Chia seed craze

Photo on 16-10-14 at 16.40 #2Honestly, I’m not a “superfood” fan, and I was a bit hesitant but I heard and read so many (interesting) things about this Aztec Treasure that I ordered some via Amazon and I receive my package just a few days after my left elbow started to ache.
Coincidence? 😉
To make the long story short, a couple of weeks ago I woke up with a sore elbow, it was like I hit it: it was swollen and red, and very hot. I was wondering why I didn’t realise I hurt myself while sleeping. How could it be possible?
My doctor told me I didn’t actually hurt myself, I had “Tennis elbow” a condition caused by overuse of arm, forearm, and hand muscles that results in elbow pain.
I don’t play tennis (anymore) but I’ve been using my left arm to carry my children for 5 years now: goblin 1, goblin 2 and then wee goblin 3.
And I guess it explains everything.
Somewhere I read that Chia seeds were good for joint pain and inflammation and I started taking them regularly (2 tbsp per day) and believe it or not the pain have reduced substantially and I feel much better. (Paracetamol and patches on the other hand didn’t help at all).

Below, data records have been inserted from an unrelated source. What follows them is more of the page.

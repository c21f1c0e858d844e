//! Source renderers: the backend that turns one table into facade source

use std::collections::HashSet;

use tracing::debug;

use super::formatter::CodeFormatter;
use super::naming::{escape_field_name, to_const_name, to_enum_name, to_enum_variant, to_struct_name};
use super::type_resolver::{resolve_column, ResolveOptions};
use crate::config::BackendOptions;
use crate::error::{CodegenError, Result};
use crate::metadata::{ColumnMetadata, MetadataProvider, TableIdentifier, TableMetadata};

/// First line of the region carried over between generations
pub const CUSTOM_BEGIN: &str = "// facadegen:custom-begin";
/// Last line of the region carried over between generations
pub const CUSTOM_END: &str = "// facadegen:custom-end";

/// Code generation backend
pub trait SourceRenderer {
    /// Extension of generated files, without the dot
    fn file_extension(&self) -> &str;

    /// Whether an existing facade already matches what would be rendered
    fn is_current(&self, table: &TableIdentifier, existing: &str) -> Result<bool>;

    /// Render the facade, merging with the existing content if present
    fn render(&self, table: &TableIdentifier, existing: Option<&str>) -> Result<String>;
}

/// Renderer settings taken from backend options
#[derive(Debug, Clone, Default)]
pub struct FacadeSettings {
    pub types: ResolveOptions,
    pub row_derives: Vec<String>,
    pub table_facade_trait: Option<String>,
}

impl From<&BackendOptions> for FacadeSettings {
    fn from(options: &BackendOptions) -> Self {
        Self {
            types: ResolveOptions::new(options.use_number_class, !options.not_use_null_guard),
            row_derives: options.row_derives.clone(),
            table_facade_trait: options.table_facade_trait.clone(),
        }
    }
}

/// Renders a Rust module per table: a zero-sized facade type with table and
/// column constants, plus a serde row struct
pub struct RustFacadeRenderer<'a> {
    provider: &'a dyn MetadataProvider,
    formatter: Box<dyn CodeFormatter + 'a>,
    settings: FacadeSettings,
}

impl<'a> RustFacadeRenderer<'a> {
    pub fn new(
        provider: &'a dyn MetadataProvider,
        formatter: Box<dyn CodeFormatter + 'a>,
        settings: FacadeSettings,
    ) -> Self {
        Self {
            provider,
            formatter,
            settings,
        }
    }

    fn render_body(&self, table: &TableMetadata) -> String {
        let struct_name = to_struct_name(&table.name);
        let row_name = format!("{}Row", struct_name);
        let qualified = format!("{}.{}", table.schema, table.name);

        let mut code = String::new();
        code.push_str(&format!("//! Table facade for `{}`\n\n", qualified));
        code.push_str("use serde::{Deserialize, Serialize};\n\n");

        // Column name constants
        let const_names = unique_names(table.columns.iter().map(|c| to_const_name(&c.name)));
        code.push_str(&format!("/// Column names of `{}`\n", qualified));
        code.push_str("pub mod columns {\n");
        for (col, const_name) in table.columns.iter().zip(&const_names) {
            code.push_str(&column_doc("    ", table, col));
            code.push_str(&format!("    pub const {}: &str = {:?};\n", const_name, col.name));
        }
        code.push_str("}\n\n");

        // Enum types
        for col in &table.columns {
            if let Some(values) = col.enum_values() {
                code.push_str(&generate_enum(&table.name, col, values));
                code.push('\n');
            }
        }

        code.push_str(&self.generate_row(table, &row_name));
        code.push('\n');

        // Facade type
        code.push_str(&format!("/// Facade for `{}`\n", qualified));
        if let Some(comment) = table.comment.as_deref().filter(|c| !c.is_empty()) {
            code.push_str(&format!("///\n/// {}\n", one_line(comment)));
        }
        code.push_str("#[derive(Debug, Clone, Copy, Default, PartialEq, Eq)]\n");
        code.push_str(&format!("pub struct {};\n\n", struct_name));

        let column_refs: Vec<String> = const_names
            .iter()
            .map(|name| format!("columns::{}", name))
            .collect();
        let primary_key: Vec<String> = table.primary_key.iter().map(|c| format!("{:?}", c)).collect();

        code.push_str(&format!("impl {} {{\n", struct_name));
        code.push_str(&format!("    pub const SCHEMA: &'static str = {:?};\n", table.schema));
        code.push_str(&format!("    pub const TABLE: &'static str = {:?};\n", table.name));
        code.push_str(&format!("    pub const PATH: &'static str = {:?};\n", qualified));
        code.push_str(&format!(
            "    pub const COLUMNS: &'static [&'static str] = &[{}];\n",
            column_refs.join(", ")
        ));
        code.push_str(&format!(
            "    pub const PRIMARY_KEY: &'static [&'static str] = &[{}];\n",
            primary_key.join(", ")
        ));
        code.push_str("}\n");

        if let Some(facade_trait) = &self.settings.table_facade_trait {
            code.push_str(&format!("\nimpl {} for {} {{}}\n", facade_trait, struct_name));
        }

        code
    }

    fn generate_row(&self, table: &TableMetadata, row_name: &str) -> String {
        let mut code = String::new();

        code.push_str(&format!("/// Row of `{}.{}`\n", table.schema, table.name));

        let mut derives = vec![
            "Debug".to_string(),
            "Clone".to_string(),
            "PartialEq".to_string(),
            "Serialize".to_string(),
            "Deserialize".to_string(),
        ];
        for extra in &self.settings.row_derives {
            if !derives.contains(extra) {
                derives.push(extra.clone());
            }
        }
        code.push_str(&format!("#[derive({})]\n", derives.join(", ")));
        code.push_str(&format!("pub struct {} {{\n", row_name));

        let field_names = unique_names(table.columns.iter().map(|c| escape_field_name(&c.name)));
        for (col, field_name) in table.columns.iter().zip(&field_names) {
            let rust_type = resolve_column(&table.name, col, self.settings.types);

            code.push_str(&column_doc("    ", table, col));

            // Serde rename if field name differs from column name
            // This is especially important for raw identifiers (r#type -> "type")
            if *field_name != col.name {
                code.push_str(&format!("    #[serde(rename = {:?})]\n", col.name));
            }

            code.push_str(&format!("    pub {}: {},\n", field_name, rust_type));
        }

        code.push_str("}\n");
        code
    }
}

impl SourceRenderer for RustFacadeRenderer<'_> {
    fn file_extension(&self) -> &str {
        "rs"
    }

    fn is_current(&self, table: &TableIdentifier, existing: &str) -> Result<bool> {
        Ok(self.render(table, Some(existing))? == existing)
    }

    fn render(&self, table: &TableIdentifier, existing: Option<&str>) -> Result<String> {
        let metadata = self.provider.describe(table)?;
        debug!("Rendering facade {} ({} columns)", table, metadata.columns.len());

        let body = self.render_body(&metadata);
        let body = self.formatter.format(&body).map_err(|e| CodegenError::render(table, e.to_string()))?;
        let custom = existing.and_then(preserved_region).unwrap_or_default();

        let mut source = format!(
            "// @generated by facadegen from `{}`. Edit only inside the custom region.\n",
            table
        );
        source.push_str(&body);
        if !body.ends_with('\n') {
            source.push('\n');
        }
        source.push('\n');
        source.push_str(CUSTOM_BEGIN);
        source.push('\n');
        source.push_str(custom);
        source.push_str(CUSTOM_END);
        source.push('\n');
        Ok(source)
    }
}

/// Text between the custom-region markers of an existing facade
pub fn preserved_region(existing: &str) -> Option<&str> {
    let begin = existing.find(CUSTOM_BEGIN)?;
    let after_begin = begin + CUSTOM_BEGIN.len();
    let start = after_begin + existing[after_begin..].find('\n')? + 1;
    let end = start + existing[start..].find(CUSTOM_END)?;
    Some(&existing[start..end])
}

/// Disambiguate repeated names with a numeric suffix
fn unique_names(names: impl Iterator<Item = String>) -> Vec<String> {
    let mut used: HashSet<String> = HashSet::new();
    names
        .map(|name| {
            let final_name = if used.contains(&name) {
                let mut counter = 2;
                loop {
                    let candidate = format!("{}{}", name, counter);
                    if !used.contains(&candidate) {
                        break candidate;
                    }
                    counter += 1;
                }
            } else {
                name
            };
            used.insert(final_name.clone());
            final_name
        })
        .collect()
}

fn one_line(text: &str) -> String {
    text.split_whitespace().collect::<Vec<_>>().join(" ")
}

/// Doc line for a column: name, key/index info and comment
fn column_doc(indent: &str, table: &TableMetadata, col: &ColumnMetadata) -> String {
    let mut doc = format!("{}/// Column: `{}`", indent, col.name);

    let notes = table.column_notes(&col.name);
    if !notes.is_empty() {
        doc.push_str(&format!(" ({})", notes.join(", ")));
    }

    if let Some(comment) = col.comment.as_deref().filter(|c| !c.is_empty()) {
        doc.push_str(&format!(" - {}", one_line(comment)));
    }
    doc.push('\n');
    doc
}

/// Generate an enum type for a column
fn generate_enum(table_name: &str, column: &ColumnMetadata, values: &[String]) -> String {
    let enum_name = to_enum_name(table_name, &column.name);
    let mut code = String::new();

    code.push_str(&format!("/// Enum for `{}.{}`\n", table_name, column.name));
    code.push_str("#[derive(Debug, Clone, Copy, PartialEq, Eq, Hash, Serialize, Deserialize)]\n");
    code.push_str(&format!("pub enum {} {{\n", enum_name));

    let variants = unique_names(values.iter().map(|v| to_enum_variant(v)));
    let mut variant_mappings: Vec<(String, String)> = Vec::new();

    for (value, variant) in values.iter().zip(variants) {
        // Clean the value (remove quotes)
        let clean_value = value.trim_matches('\'').trim_matches('"');

        if variant != clean_value {
            code.push_str(&format!("    #[serde(rename = {:?})]\n", clean_value));
        }

        code.push_str(&format!("    {},\n", variant));
        variant_mappings.push((variant, clean_value.to_string()));
    }

    code.push_str("}\n\n");

    code.push_str(&format!("impl {} {{\n", enum_name));
    code.push_str("    /// Database value of this variant\n");
    code.push_str("    pub fn as_str(&self) -> &'static str {\n");
    code.push_str("        match self {\n");
    for (variant, db_value) in &variant_mappings {
        code.push_str(&format!("            Self::{} => {:?},\n", variant, db_value));
    }
    code.push_str("        }\n");
    code.push_str("    }\n");
    code.push_str("}\n");

    code
}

Photo on 16-10-14 at 16.40

What about Chia Seeds?
30 g of chia seeds contains:

Fiber: 11 grams. (Very high)
Protein: 4 grams. (Very high)
Fat: 9 grams (5 of which are Omega-3s).
Calcium: 18% of the RDA.
Manganese: 30% of the RDA.
Magnesium: 30% of the RDA.
Phosphorus: 27% of the RDA.
They also contain a decent amount of Zinc, Vitamin B3 (Niacin), Potassium, Vitamin B1 (Thiamine) and Vitamin B2.

They can absorb A LOT of water and make you feel full.

They have a nice taste and a funny texture. Crunchy and slimy At the same time. You can add it to your salad, smoothies, yogurt, soups… Personally I like them just as they are, they have a lovely nutty taste.

They are quite expensive…

They’re rich in Omega-3 fatty acids, and antioxidants which means that the seeds don’t deteriorate and can be stored for long periods without becoming rancid.

They can be used as an egg replacer (1 egg: grind 1 tbsp of chia seeds, add 3 tbsp of water, stir and wait 10/15 minutes).

Do you know chia seeds? How do you use them? What is your opinion about them?


18 thoughts on “Chia seed craze

  1. I think it’s great that you have had such a positive experience with these little seeds! I often add them to various dishes as extra protein but I can’t say that they’ve ever had any amazing effect on me xx

  2. I like chia seeds but mostly because I KNOW they have good stuff in them. I like the taste but I don’t think I have experienced any kind of nutritional benefit that I know of. I still continue to eat them though, mostly sprinkled on cereals or yoghurt. I’m not really a fan of chia puddings (the soaked, gel-like chia seeds. Too slimy for me!). I am so glad that you’ve experienced positive benefits from them though. I didn’t know about their anti-inflammatory benefits but I’m keen to recommend some of my friends with injuries to try them! xx

    • Let me know if some of your friends with injuries give you a positive feedback. Just to make sure it was not a coincidence…I didn’t even give a try to the chia pudding, it looks too slimy and reminds me of the little “eye-like” shells clamped on sea rocks …yuk! But I agree, they are really nice on salads, cereals and yoghurt, or just as they are.